Um beim Windkraftausbau weiter voranzukommen, sei eine bessere Vereinbarkeit von Energiewende und Natur- bzw. Artenschutz unerlässlich, so der Minister weiter. „Aufgrund der Vorkommen windenergiesensibler Vogelarten scheiden große Flächenanteile für die Windenergienutzung von vornherein aus. Selbst bereits ausgewiesene Windeignungsgebiete können auf Grund artenschutzrechtlicher Belange häufig nicht vollständig genutzt werden“, sagte Steinbach. Wichtig sei daher die Entwicklung technischer Maßnahmen, um Kollisionen von Vögeln mit Windenergieanlagen zu vermeiden. In Brandenburg ist mit finanzieller Unterstützung des brandenburgischen Energieministeriums im Juni dieses Jahr ein Projekt zur Erforschung und Erprobung sensorbasierter automatischer Vogeldetektionssysteme an den Start gegangen. „Es ist notwendig, die Entwicklung dieser Systeme so weit voranzubringen, dass sie zuverlässig geschützte Vogelarten erkennen und die Windenergieanlagen im Bedarfsfall sicher abschalten können“, erklärte der Minister. Ziel sei, zukünftig Vogeldetektionssysteme in konfliktbehafteten Gebieten einzusetzen, um damit mehr Raum für die Windenergienutzung zu gewinnen.

Als wichtigen Schritt, um die Akzeptanz für die Windenergie zu erhöhen, nannte Steinbach das 2019 in Kraft getretene brandenburgische Windenergieanlagenabgabegesetz. Dieses regelt eine Sonderabgabe der Windenergieanlagenbetreiber von insgesamt 10.000 Euro pro Anlage und Jahr an die Kommunen im Umfeld der jeweiligen Windenergieanlage. „Die bisherige Resonanz aus den Kommunen ist sehr positiv“, sagte Steinbach. Eine wirtschaftliche Beteiligung der Kommunen an Erneuerbare-Energien-Projekten könne ein Weg sein, Erlöse gerechter innerhalb der Gemeinschaft zu verteilen. Somit würden auch die betroffenen Bürgerinnen und Bürger profitieren. „Außerdem bleibt so die Wertschöpfung in der Region“, sagte Steinbach. Erfreulich sei, dass mit dem Erneuerbare-Energien-Gesetz (EEG) 2021 nun auch eine bundesweite Beteiligungsmöglichkeit geschaffen worden sei.

Zum Hintergrund:

Die Husum Wind wird seit 1989 alle zwei Jahre ausgerichtet. Neben der Präsentation neuer technologischer Ansätze für Windenergie, Sektorenkopplung, Speicherlösungen und nachhaltiger Mobilität runden Sonderforen, Fachkongresse, Networking-Events und die Jobmesse „Windcareer“ das Angebot ab.

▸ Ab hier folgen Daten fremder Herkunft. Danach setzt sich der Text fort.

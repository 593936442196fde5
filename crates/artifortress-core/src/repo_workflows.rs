//! `/v1/repos/*` workflows: repo CRUD and role-binding
//! management, all gated on `repo:admin` (or `*:admin`).

use std::collections::HashMap;

use artifortress_auth::{Principal, has_role};
use artifortress_types::{ArtifortressError, RepoType, Repository, Role, RoleBinding, validate_repo_key};
use chrono::Utc;

use crate::state::AppState;

fn require_admin(principal: &Principal, repo_key: &str) -> Result<(), ArtifortressError> {
    if has_role(&principal.scopes, repo_key, Role::Admin) {
        Ok(())
    } else {
        Err(ArtifortressError::Forbidden {
            repo_key: repo_key.to_string(),
            required: "admin",
        })
    }
}

/// `POST /v1/repos`: creates a local, remote, or virtual repo. Virtual
/// member lists are validated against the same self-reference and cycle
/// rules the metastore enforces for later membership edits.
pub fn create_repo(
    state: &AppState,
    principal: &Principal,
    tenant_id: &str,
    repo_key: &str,
    repo_type: RepoType,
    upstream_url: Option<String>,
    virtual_members: Vec<String>,
) -> Result<Repository, ArtifortressError> {
    require_admin(principal, repo_key)?;
    validate_repo_key(repo_key).map_err(ArtifortressError::validation)?;

    if repo_type == RepoType::Remote && upstream_url.as_deref().unwrap_or_default().is_empty() {
        return Err(ArtifortressError::validation("a remote repo requires an upstream_url"));
    }
    if repo_type == RepoType::Virtual {
        state.metastore.validate_virtual_members(tenant_id, repo_key, &virtual_members)?;
    }

    let repo = Repository {
        repo_id: format!("repo-{tenant_id}-{repo_key}"),
        tenant_id: tenant_id.to_string(),
        repo_key: repo_key.to_string(),
        repo_type,
        upstream_url,
        virtual_members,
        created_at: Utc::now(),
    };
    state.metastore.insert_repository(repo.clone())?;
    artifortress_audit::record(
        &state.metastore,
        tenant_id,
        &principal.subject,
        "repo.create",
        "repository",
        &repo.repo_id,
        HashMap::new(),
        Utc::now(),
    );
    Ok(repo)
}

/// `GET /v1/repos/{repo_key}`: any principal with at least `read` on the repo.
pub fn get_repo(state: &AppState, principal: &Principal, tenant_id: &str, repo_key: &str) -> Result<Repository, ArtifortressError> {
    if !has_role(&principal.scopes, repo_key, Role::Read) {
        return Err(ArtifortressError::Forbidden {
            repo_key: repo_key.to_string(),
            required: "read",
        });
    }
    Ok(state.metastore.find_repository_by_key(tenant_id, repo_key)?)
}

/// `GET /v1/repos`: every repo the principal has at least `read` on.
pub fn list_repos(state: &AppState, principal: &Principal, tenant_id: &str) -> Vec<Repository> {
    state
        .metastore
        .list_repositories_for_tenant(tenant_id)
        .into_iter()
        .filter(|repo| has_role(&principal.scopes, &repo.repo_key, Role::Read))
        .collect()
}

/// `DELETE /v1/repos/{repo_key}`: admin-only, irreversible.
pub fn delete_repo(state: &AppState, principal: &Principal, tenant_id: &str, repo_key: &str) -> Result<(), ArtifortressError> {
    require_admin(principal, repo_key)?;
    let repo = state.metastore.find_repository_by_key(tenant_id, repo_key)?;
    Ok(state.metastore.delete_repository(&repo.repo_id)?)
}

/// `PUT /v1/repos/{repo_key}/bindings/{subject}`: admin-only.
pub fn upsert_binding(
    state: &AppState,
    principal: &Principal,
    tenant_id: &str,
    repo_key: &str,
    subject: &str,
    roles: Vec<String>,
) -> Result<RoleBinding, ArtifortressError> {
    require_admin(principal, repo_key)?;
    let repo = state.metastore.find_repository_by_key(tenant_id, repo_key)?;
    let binding = RoleBinding {
        repo_id: repo.repo_id,
        subject: subject.to_string(),
        roles,
    };
    state.metastore.upsert_role_binding(binding.clone())?;
    artifortress_audit::record(
        &state.metastore,
        tenant_id,
        &principal.subject,
        "binding.upsert",
        "role_binding",
        &binding.subject,
        HashMap::new(),
        Utc::now(),
    );
    Ok(binding)
}

/// `GET /v1/repos/{repo_key}/bindings/{subject}`: admin-only.
pub fn get_binding(state: &AppState, principal: &Principal, tenant_id: &str, repo_key: &str, subject: &str) -> Result<RoleBinding, ArtifortressError> {
    require_admin(principal, repo_key)?;
    let repo = state.metastore.find_repository_by_key(tenant_id, repo_key)?;
    state
        .metastore
        .find_role_binding(&repo.repo_id, subject)
        .ok_or_else(|| ArtifortressError::not_found(format!("role binding for {subject} on {repo_key}")))
}

#[cfg(test)]
mod tests {
    use super::*;
    use artifortress_auth::PrincipalSource;
    use artifortress_metastore::InMemoryMetadataStore;
    use artifortress_objectstore::InMemoryObjectStore;
    use artifortress_types::Scope;
    use std::sync::Arc;

    fn state() -> AppState {
        AppState::new(Arc::new(InMemoryMetadataStore::new()), Arc::new(InMemoryObjectStore::new()))
    }

    fn principal(scopes: &[&str]) -> Principal {
        Principal {
            subject: "alice".into(),
            tenant_id: "tenant-a".into(),
            scopes: scopes.iter().map(|s| Scope::parse(s).unwrap()).collect(),
            source: PrincipalSource::PersonalAccessToken,
        }
    }

    #[test]
    fn admin_creates_gets_and_deletes_a_repo() {
        let state = state();
        let admin = principal(&["lib:admin"]);
        let repo = create_repo(&state, &admin, "tenant-a", "lib", RepoType::Local, None, vec![]).unwrap();
        assert_eq!(repo.repo_key, "lib");
        let audited = artifortress_audit::list_for_tenant(&state.metastore, "tenant-a");
        assert!(audited.iter().any(|e| e.action == "repo.create"));

        let fetched = get_repo(&state, &admin, "tenant-a", "lib").unwrap();
        assert_eq!(fetched.repo_id, repo.repo_id);

        delete_repo(&state, &admin, "tenant-a", "lib").unwrap();
        assert!(get_repo(&state, &admin, "tenant-a", "lib").is_err());
    }

    #[test]
    fn read_only_principal_cannot_create_or_delete() {
        let state = state();
        let admin = principal(&["lib:admin"]);
        create_repo(&state, &admin, "tenant-a", "lib", RepoType::Local, None, vec![]).unwrap();

        let reader = principal(&["lib:read"]);
        assert!(create_repo(&state, &reader, "tenant-a", "other", RepoType::Local, None, vec![]).is_err());
        assert!(delete_repo(&state, &reader, "tenant-a", "lib").is_err());
        assert!(get_repo(&state, &reader, "tenant-a", "lib").is_ok());
    }

    #[test]
    fn list_repos_is_scoped_to_readable_repos() {
        let state = state();
        let admin = principal(&["*:admin"]);
        create_repo(&state, &admin, "tenant-a", "lib", RepoType::Local, None, vec![]).unwrap();
        create_repo(&state, &admin, "tenant-a", "other", RepoType::Local, None, vec![]).unwrap();

        let reader = principal(&["lib:read"]);
        let repos = list_repos(&state, &reader, "tenant-a");
        assert_eq!(repos.len(), 1);
        assert_eq!(repos[0].repo_key, "lib");
    }

    #[test]
    fn remote_repo_requires_an_upstream_url() {
        let state = state();
        let admin = principal(&["*:admin"]);
        let err = create_repo(&state, &admin, "tenant-a", "mirror", RepoType::Remote, None, vec![]).unwrap_err();
        assert!(matches!(err, ArtifortressError::Validation { .. }));
        assert!(
            create_repo(
                &state,
                &admin,
                "tenant-a",
                "mirror",
                RepoType::Remote,
                Some("https://registry.npmjs.org".into()),
                vec![]
            )
            .is_ok()
        );
    }

    #[test]
    fn repo_key_containing_colon_is_rejected() {
        let state = state();
        let admin = principal(&["*:admin"]);
        let err = create_repo(&state, &admin, "tenant-a", "lib:v2", RepoType::Local, None, vec![]).unwrap_err();
        assert!(matches!(err, ArtifortressError::Validation { .. }));
    }

    #[test]
    fn bindings_round_trip() {
        let state = state();
        let admin = principal(&["*:admin"]);
        create_repo(&state, &admin, "tenant-a", "lib", RepoType::Local, None, vec![]).unwrap();
        upsert_binding(&state, &admin, "tenant-a", "lib", "bob", vec!["write".into()]).unwrap();
        let binding = get_binding(&state, &admin, "tenant-a", "lib", "bob").unwrap();
        assert_eq!(binding.roles, vec!["write".to_string()]);
        let audited = artifortress_audit::list_for_tenant(&state.metastore, "tenant-a");
        assert!(audited.iter().any(|e| e.action == "binding.upsert"));
    }
}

Die Messegesellschaft hat Brandenburg aufgrund der starken Impulse der Mark für den Ausbau der erneuerbaren Energien als Partnerland ausgewählt. Mit dem ehrgeizigen Ausbauziel für Windenergie von 10.500 MW bis 2030 und dem zweiten Platz hinter Niedersachsen bei der installierten Leistung von Windkraftanlagen ist Brandenburg beispielgebend. Fast ein Siebtel der in Deutschland erzeugten Windenergie kommt aus Brandenburg.